本発明によれば、洗浄流体と、未結合の試薬とを重力ろ過するための装置であって、底部を多孔質膜で覆った2つ以上のウェルを有するフィルタプレートと、フィルタプレートの各ウェルと同数で且つ整列し、開放上部及び開放底部を有するウェルを有するキャリヤプレートと、収集トレーと、を含む装置が提供される。
本発明によれば、孔寸法が約1〜約5μm、好ましくは約3μmである親水性の膜を備えるフィルタプレートが提供される。
本発明によれば、ウェルを有するキャリヤプレートにして、前記ウェルの内径が、このキャリヤプレートと共に相互作用するフィルタプレートの各ウェルの外径よりも少なくとも若干大きいキャリヤプレートが提供される。
本発明によれば、親水性の膜を備えるフィルタプレートと、その内面を親水性としたウェルを備えるキャリヤプレートとが提供される。
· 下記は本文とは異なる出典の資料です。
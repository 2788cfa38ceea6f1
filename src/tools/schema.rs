//! Argument validation against a tool's declared parameter schema
//!
//! Covers the JSON-schema subset tool declarations use: an object with
//! `properties`, `required`, primitive `type`s, `enum`, numeric `minimum`,
//! and `items` for arrays. Unknown keywords are ignored.

use crate::error::AgentError;
use crate::Result;
use serde_json::Value;

pub fn validate_arguments(tool: &str, schema: &Value, arguments: &Value) -> Result<()> {
    check_value(tool, "arguments", schema, arguments)
}

fn check_value(tool: &str, field: &str, schema: &Value, value: &Value) -> Result<()> {
    if let Some(expected) = schema.get("type").and_then(Value::as_str) {
        if !matches_type(expected, value) {
            return Err(invalid(
                tool,
                field,
                &format!("expected {}, got {}", expected, type_name(value)),
            ));
        }
    }

    if let Some(allowed) = schema.get("enum").and_then(Value::as_array) {
        if !allowed.contains(value) {
            return Err(invalid(tool, field, &format!("must be one of {}", Value::Array(allowed.clone()))));
        }
    }

    if let (Some(minimum), Some(actual)) = (
        schema.get("minimum").and_then(Value::as_f64),
        value.as_f64(),
    ) {
        if actual < minimum {
            return Err(invalid(tool, field, &format!("must be >= {}", minimum)));
        }
    }

    if let Value::Object(map) = value {
        if let Some(required) = schema.get("required").and_then(Value::as_array) {
            for name in required.iter().filter_map(Value::as_str) {
                match map.get(name) {
                    None | Some(Value::Null) => {
                        return Err(invalid(tool, name, "is required"));
                    }
                    _ => {}
                }
            }
        }

        if let Some(properties) = schema.get("properties").and_then(Value::as_object) {
            for (name, property_schema) in properties {
                if let Some(property) = map.get(name) {
                    if property.is_null() {
                        continue;
                    }
                    check_value(tool, name, property_schema, property)?;
                }
            }
        }
    }

    if let (Value::Array(items), Some(item_schema)) = (value, schema.get("items")) {
        for (i, item) in items.iter().enumerate() {
            check_value(tool, &format!("{}[{}]", field, i), item_schema, item)?;
        }
    }

    Ok(())
}

fn matches_type(expected: &str, value: &Value) -> bool {
    match expected {
        "object" => value.is_object(),
        "array" => value.is_array(),
        "string" => value.is_string(),
        "boolean" => value.is_boolean(),
        "number" => value.is_number(),
        "integer" => value.is_i64() || value.is_u64(),
        "null" => value.is_null(),
        _ => true,
    }
}

fn type_name(value: &Value) -> &'static str {
    match value {
        Value::Null => "null",
        Value::Bool(_) => "boolean",
        Value::Number(_) => "number",
        Value::String(_) => "string",
        Value::Array(_) => "array",
        Value::Object(_) => "object",
    }
}

fn invalid(tool: &str, field: &str, message: &str) -> AgentError {
    AgentError::InvalidToolInput(format!("{}: '{}' {}", tool, field, message))
}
マルチウェルフィルタプレートと、プレートキャリヤと、廃棄物収集体と、から形成され、細胞の重力流れ洗浄に使用するキットが提供される。
【0009】
本発明によれば、親水性の膜を有するマルチウェルフィルタプレートと、プレートキャリヤと、廃棄物/試薬収集体とから形成される、細胞の重力流れ洗浄に使用するキットが提供される。
本発明によれば、孔寸法が約3μmである親水性のポリカーボネート製の膜を有するマルチウェルフィルタープレートと、プレートキャリヤと、廃棄物/試薬収集体と、マーカータンパク質に結合可能な第1抗体と、第1抗体に結合可能であり且つ検出可能なエンティティを有する第2抗体と、から形成される、細胞の重力流れ洗浄に使用するキットが提供される。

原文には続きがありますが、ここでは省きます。